About Face (formerly Iraq Veterans Against the War) is an advocacy group founded in 2004 of formerly active-duty United States military personnel, Iraq War veterans, Afghanistan War veterans, and other veterans who have served since the September 11, 2001 attacks; who were opposed to the U.S. military invasion and occupation in Iraq from 2003 to 2011. The organization advocated the immediate withdrawal of all coalition forces in Iraq, and reparations paid to the Iraqi people. It also provides support services for returning veterans including health care and mental health.

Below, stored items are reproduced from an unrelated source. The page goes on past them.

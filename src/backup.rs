//! On-disk backup files for events that could not be durably stored.
//!
//! Layout under the backup root, one subdirectory per stream:
//!
//! ```text
//! <backup_root>/<stream_id>/chat_buffer_backup_<unixEpoch>_<writerId>.json
//! <backup_root>/<stream_id>/filtered_messages_<YYYY-MM-DD>.jsonl
//! ```
//!
//! Backup files are JSON arrays of raw event records, written on flush
//! failure or buffer-overflow eviction and consumed (deleted, or rewritten
//! minus the imported events) by the one-time import at process start.
//! Filtered files are append-only, one JSON object per line.

use std::path::{Path, PathBuf};
use std::sync::atomic::{AtomicU64, Ordering};

use chrono::Utc;
use serde_json::Value;
use tokio::io::AsyncWriteExt;
use tracing::{debug, info, warn};

use crate::event::{IngestedEvent, ParsedEvent};
use crate::storage::{EventStore, StoreError};
use crate::{Error, Result};

const BACKUP_PREFIX: &str = "chat_buffer_backup_";
const FILTERED_PREFIX: &str = "filtered_messages_";

/// Distinguishes backup files written by concurrent writers in the same
/// second. A plain process-wide counter; only uniqueness matters.
static WRITER_SEQ: AtomicU64 = AtomicU64::new(0);

/// Summary of one startup import pass.
#[derive(Debug, Default, Clone, Copy, PartialEq, Eq)]
pub struct ImportReport {
    pub files_seen: usize,
    pub files_deleted: usize,
    pub files_rewritten: usize,
    pub events_imported: usize,
    pub events_remaining: usize,
}

/// Backup-file store rooted at one directory.
#[derive(Debug, Clone)]
pub struct BackupStore {
    root: PathBuf,
}

impl BackupStore {
    pub fn new(root: impl Into<PathBuf>) -> Self {
        Self { root: root.into() }
    }

    fn stream_dir(&self, stream_id: &str) -> PathBuf {
        self.root.join(stream_id)
    }

    /// Write a batch of events to a fresh backup file and return its path.
    pub async fn write_backup(
        &self,
        stream_id: &str,
        events: &[IngestedEvent],
    ) -> Result<PathBuf> {
        let dir = self.stream_dir(stream_id);
        tokio::fs::create_dir_all(&dir)
            .await
            .map_err(|e| Error::io_path("creating backup directory", &dir, e))?;

        let seq = WRITER_SEQ.fetch_add(1, Ordering::Relaxed);
        let path = dir.join(format!(
            "{BACKUP_PREFIX}{}_{}.json",
            Utc::now().timestamp(),
            seq
        ));

        let raw: Vec<&Value> = events.iter().map(|e| &e.raw).collect();
        let body = serde_json::to_vec_pretty(&raw)?;
        tokio::fs::write(&path, body)
            .await
            .map_err(|e| Error::io_path("writing backup file", &path, e))?;

        info!(
            stream_id,
            path = %path.display(),
            events = events.len(),
            "wrote backup file"
        );
        Ok(path)
    }

    /// Append one unsupported record to the filtered side-channel.
    pub async fn append_filtered(&self, stream_id: &str, kind: &str, raw: &Value) -> Result<()> {
        let dir = self.stream_dir(stream_id);
        tokio::fs::create_dir_all(&dir)
            .await
            .map_err(|e| Error::io_path("creating backup directory", &dir, e))?;

        let path = dir.join(format!(
            "{FILTERED_PREFIX}{}.jsonl",
            Utc::now().format("%Y-%m-%d")
        ));
        let mut line = serde_json::to_vec(&serde_json::json!({ "kind": kind, "event": raw }))?;
        line.push(b'\n');

        let mut file = tokio::fs::OpenOptions::new()
            .create(true)
            .append(true)
            .open(&path)
            .await
            .map_err(|e| Error::io_path("opening filtered log", &path, e))?;
        file.write_all(&line)
            .await
            .map_err(|e| Error::io_path("appending filtered log", &path, e))?;
        Ok(())
    }

    /// Replay every backup file through the store's idempotent merge.
    ///
    /// Fully imported files are deleted, partially imported files are
    /// rewritten minus the imported events, and files are left untouched
    /// when the store is unreachable.
    pub async fn import_all(&self, store: &dyn EventStore) -> Result<ImportReport> {
        let mut report = ImportReport::default();

        let mut dirs = match tokio::fs::read_dir(&self.root).await {
            Ok(dirs) => dirs,
            // No backup root yet means nothing to import.
            Err(e) if e.kind() == std::io::ErrorKind::NotFound => return Ok(report),
            Err(e) => return Err(Error::io_path("reading backup root", &self.root, e)),
        };

        while let Some(entry) = dirs
            .next_entry()
            .await
            .map_err(|e| Error::io_path("reading backup root", &self.root, e))?
        {
            let dir = entry.path();
            if !dir.is_dir() {
                continue;
            }
            let Some(stream_id) = dir.file_name().and_then(|n| n.to_str()).map(str::to_string)
            else {
                continue;
            };

            let mut files = tokio::fs::read_dir(&dir)
                .await
                .map_err(|e| Error::io_path("reading backup directory", &dir, e))?;
            while let Some(file) = files
                .next_entry()
                .await
                .map_err(|e| Error::io_path("reading backup directory", &dir, e))?
            {
                let path = file.path();
                let is_backup = path
                    .file_name()
                    .and_then(|n| n.to_str())
                    .map(|n| n.starts_with(BACKUP_PREFIX) && n.ends_with(".json"))
                    .unwrap_or(false);
                if !is_backup {
                    continue;
                }

                report.files_seen += 1;
                self.import_file(store, &stream_id, &path, &mut report)
                    .await?;
            }
        }

        if report.files_seen > 0 {
            info!(
                files = report.files_seen,
                imported = report.events_imported,
                remaining = report.events_remaining,
                "backup import finished"
            );
        }
        Ok(report)
    }

    async fn import_file(
        &self,
        store: &dyn EventStore,
        stream_id: &str,
        path: &Path,
        report: &mut ImportReport,
    ) -> Result<()> {
        let body = tokio::fs::read(path)
            .await
            .map_err(|e| Error::io_path("reading backup file", path, e))?;
        let raw_events: Vec<Value> = match serde_json::from_slice(&body) {
            Ok(events) => events,
            Err(e) => {
                // Keep the file for manual inspection rather than dropping it.
                warn!(path = %path.display(), error = %e, "unparseable backup file, skipping");
                return Ok(());
            }
        };

        let mut remaining: Vec<Value> = Vec::new();
        for raw in raw_events {
            match ParsedEvent::classify(raw) {
                ParsedEvent::Event(event) => {
                    match store.merge_event(&event, stream_id).await {
                        Ok(_) => report.events_imported += 1,
                        Err(StoreError::Unavailable(e)) => {
                            // Leave the file alone; a later start retries it.
                            warn!(path = %path.display(), error = %e, "storage unreachable during import");
                            remaining.push(event.raw);
                        }
                        Err(StoreError::Rejected(e)) => {
                            warn!(path = %path.display(), id = %event.id, error = %e, "event rejected during import");
                            remaining.push(event.raw);
                        }
                    }
                }
                ParsedEvent::Unsupported { kind, raw } => {
                    // Backups predate classification changes; route these to
                    // the filtered channel instead of re-importing forever.
                    self.append_filtered(stream_id, &kind, &raw).await?;
                }
            }
        }

        if remaining.is_empty() {
            tokio::fs::remove_file(path)
                .await
                .map_err(|e| Error::io_path("deleting imported backup", path, e))?;
            report.files_deleted += 1;
            debug!(path = %path.display(), "backup file fully imported");
        } else {
            report.events_remaining += remaining.len();
            let body = serde_json::to_vec_pretty(&remaining)?;
            tokio::fs::write(path, body)
                .await
                .map_err(|e| Error::io_path("rewriting backup file", path, e))?;
            report.files_rewritten += 1;
        }
        Ok(())
    }
}

#[cfg(test)]
mod tests {
    use super::*;
    use crate::storage::{MergeOutcome, StoreResult};
    use async_trait::async_trait;
    use parking_lot::Mutex;
    use serde_json::json;
    use std::collections::HashSet;

    /// In-memory store that can be scripted to fail.
    #[derive(Default)]
    struct MemoryStore {
        seen: Mutex<HashSet<String>>,
        reject_ids: Mutex<HashSet<String>>,
        unavailable: Mutex<bool>,
    }

    #[async_trait]
    impl EventStore for MemoryStore {
        async fn merge_event(
            &self,
            event: &IngestedEvent,
            _stream_id: &str,
        ) -> StoreResult<MergeOutcome> {
            if *self.unavailable.lock() {
                return Err(StoreError::Unavailable("offline".to_string()));
            }
            if self.reject_ids.lock().contains(&event.id) {
                return Err(StoreError::Rejected("bad event".to_string()));
            }
            if self.seen.lock().insert(event.id.clone()) {
                Ok(MergeOutcome::Inserted)
            } else {
                Ok(MergeOutcome::Skipped)
            }
        }

        async fn insert_snapshot(
            &self,
            _stats: &crate::stats::StreamStats,
            _stream_id: &str,
        ) -> StoreResult<()> {
            Ok(())
        }
    }

    fn event(id: &str) -> IngestedEvent {
        match ParsedEvent::classify(json!({
            "id": id,
            "snippet": { "type": "textMessageEvent" },
            "authorDetails": { "channelId": "UC1" }
        })) {
            ParsedEvent::Event(ev) => ev,
            _ => unreachable!(),
        }
    }

    #[tokio::test]
    async fn test_write_and_full_import_deletes_file() {
        let tmp = tempfile::tempdir().unwrap();
        let backups = BackupStore::new(tmp.path());
        let store = MemoryStore::default();

        let path = backups
            .write_backup("stream1", &[event("a"), event("b")])
            .await
            .unwrap();
        assert!(path.exists());

        let report = backups.import_all(&store).await.unwrap();
        assert_eq!(report.files_seen, 1);
        assert_eq!(report.files_deleted, 1);
        assert_eq!(report.events_imported, 2);
        assert!(!path.exists());
    }

    #[tokio::test]
    async fn test_partial_import_rewrites_file() {
        let tmp = tempfile::tempdir().unwrap();
        let backups = BackupStore::new(tmp.path());
        let store = MemoryStore::default();
        store.reject_ids.lock().insert("b".to_string());

        let path = backups
            .write_backup("stream1", &[event("a"), event("b")])
            .await
            .unwrap();

        let report = backups.import_all(&store).await.unwrap();
        assert_eq!(report.files_rewritten, 1);
        assert_eq!(report.events_imported, 1);
        assert_eq!(report.events_remaining, 1);

        // The rewritten file holds only the rejected event.
        let body = tokio::fs::read(&path).await.unwrap();
        let remaining: Vec<Value> = serde_json::from_slice(&body).unwrap();
        assert_eq!(remaining.len(), 1);
        assert_eq!(remaining[0]["id"], "b");
    }

    #[tokio::test]
    async fn test_unreachable_store_leaves_file() {
        let tmp = tempfile::tempdir().unwrap();
        let backups = BackupStore::new(tmp.path());
        let store = MemoryStore::default();
        *store.unavailable.lock() = true;

        let path = backups.write_backup("stream1", &[event("a")]).await.unwrap();
        let report = backups.import_all(&store).await.unwrap();
        assert_eq!(report.files_deleted, 0);
        assert_eq!(report.events_imported, 0);
        assert!(path.exists());
    }

    #[tokio::test]
    async fn test_import_is_idempotent_against_store() {
        let tmp = tempfile::tempdir().unwrap();
        let backups = BackupStore::new(tmp.path());
        let store = MemoryStore::default();

        // Event already persisted before the backup is replayed.
        store
            .merge_event(&event("a"), "stream1")
            .await
            .unwrap();

        backups.write_backup("stream1", &[event("a")]).await.unwrap();
        let report = backups.import_all(&store).await.unwrap();

        // Replay succeeds via the idempotent merge; no duplicate, no error.
        assert_eq!(report.files_deleted, 1);
        assert_eq!(store.seen.lock().len(), 1);
    }

    #[tokio::test]
    async fn test_missing_root_is_empty_import() {
        let tmp = tempfile::tempdir().unwrap();
        let backups = BackupStore::new(tmp.path().join("nope"));
        let report = backups.import_all(&MemoryStore::default()).await.unwrap();
        assert_eq!(report, ImportReport::default());
    }

    #[tokio::test]
    async fn test_filtered_appends_jsonl() {
        let tmp = tempfile::tempdir().unwrap();
        let backups = BackupStore::new(tmp.path());

        backups
            .append_filtered("stream1", "messageDeletedEvent", &json!({ "id": "x" }))
            .await
            .unwrap();
        backups
            .append_filtered("stream1", "userBannedEvent", &json!({ "id": "y" }))
            .await
            .unwrap();

        let dir = tmp.path().join("stream1");
        let mut entries = std::fs::read_dir(&dir)
            .unwrap()
            .filter_map(|e| e.ok())
            .filter(|e| {
                e.file_name()
                    .to_string_lossy()
                    .starts_with(FILTERED_PREFIX)
            });
        let file = entries.next().expect("filtered file");
        let body = std::fs::read_to_string(file.path()).unwrap();
        assert_eq!(body.lines().count(), 2);
        assert!(body.lines().all(|l| serde_json::from_str::<Value>(l).is_ok()));
    }
}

Al Hubbard, co-founder of Vietnam Veterans Against the War, has stated his support of the organization.

==Membership==
The membership is composed of American military veterans, active-duty service personnel from all branches of the military, and U.S. National Guard members and reservists who have served since September 11, 2001. Prospective members are required to provide proof of military service.

The group was founded in July 2004, with controversy due to its exclusion of Desert Storm veterans, who had served in Iraq, and were opposed to war. Desert Storm veteran Dennis Kyne spoke at the opening session during the Veterans for Peace (VFP) convention against this separation. After the organization changed name from 'Iraq Veterans Against the War' to more broadly 'Veterans Against the War', they have opened membership to anybody who served in the military since September 11, 2001.

==Stop-loss policy==
About Face has protested the military's stop-loss policy, which is an extension of soldiers' Active Duty service period by the Department of Defense. All service members sign up for a minimum of eight years of total service, a portion of which may be served in the Individual Ready Reserve. The Defense Department may recall members from inactive service as noted in their enlistment contracts. Several tower-guard vigils against the stop-loss have been held in various places including Colorado Springs, Colorado; Bellingham, Washington; and Washington D.C.

==Winter Soldier: Iraq & Afghanistan==

Winter Soldier: Iraq & Afghanistan was an event in Washington, D.C. in March 2008, run by About Face, at which U.S. veterans spoke about their experiences during the Iraq War and the War in Afghanistan (2001–present). It was inspired by the similar 1971 event put on by Vietnam Veterans Against the War (VVAW).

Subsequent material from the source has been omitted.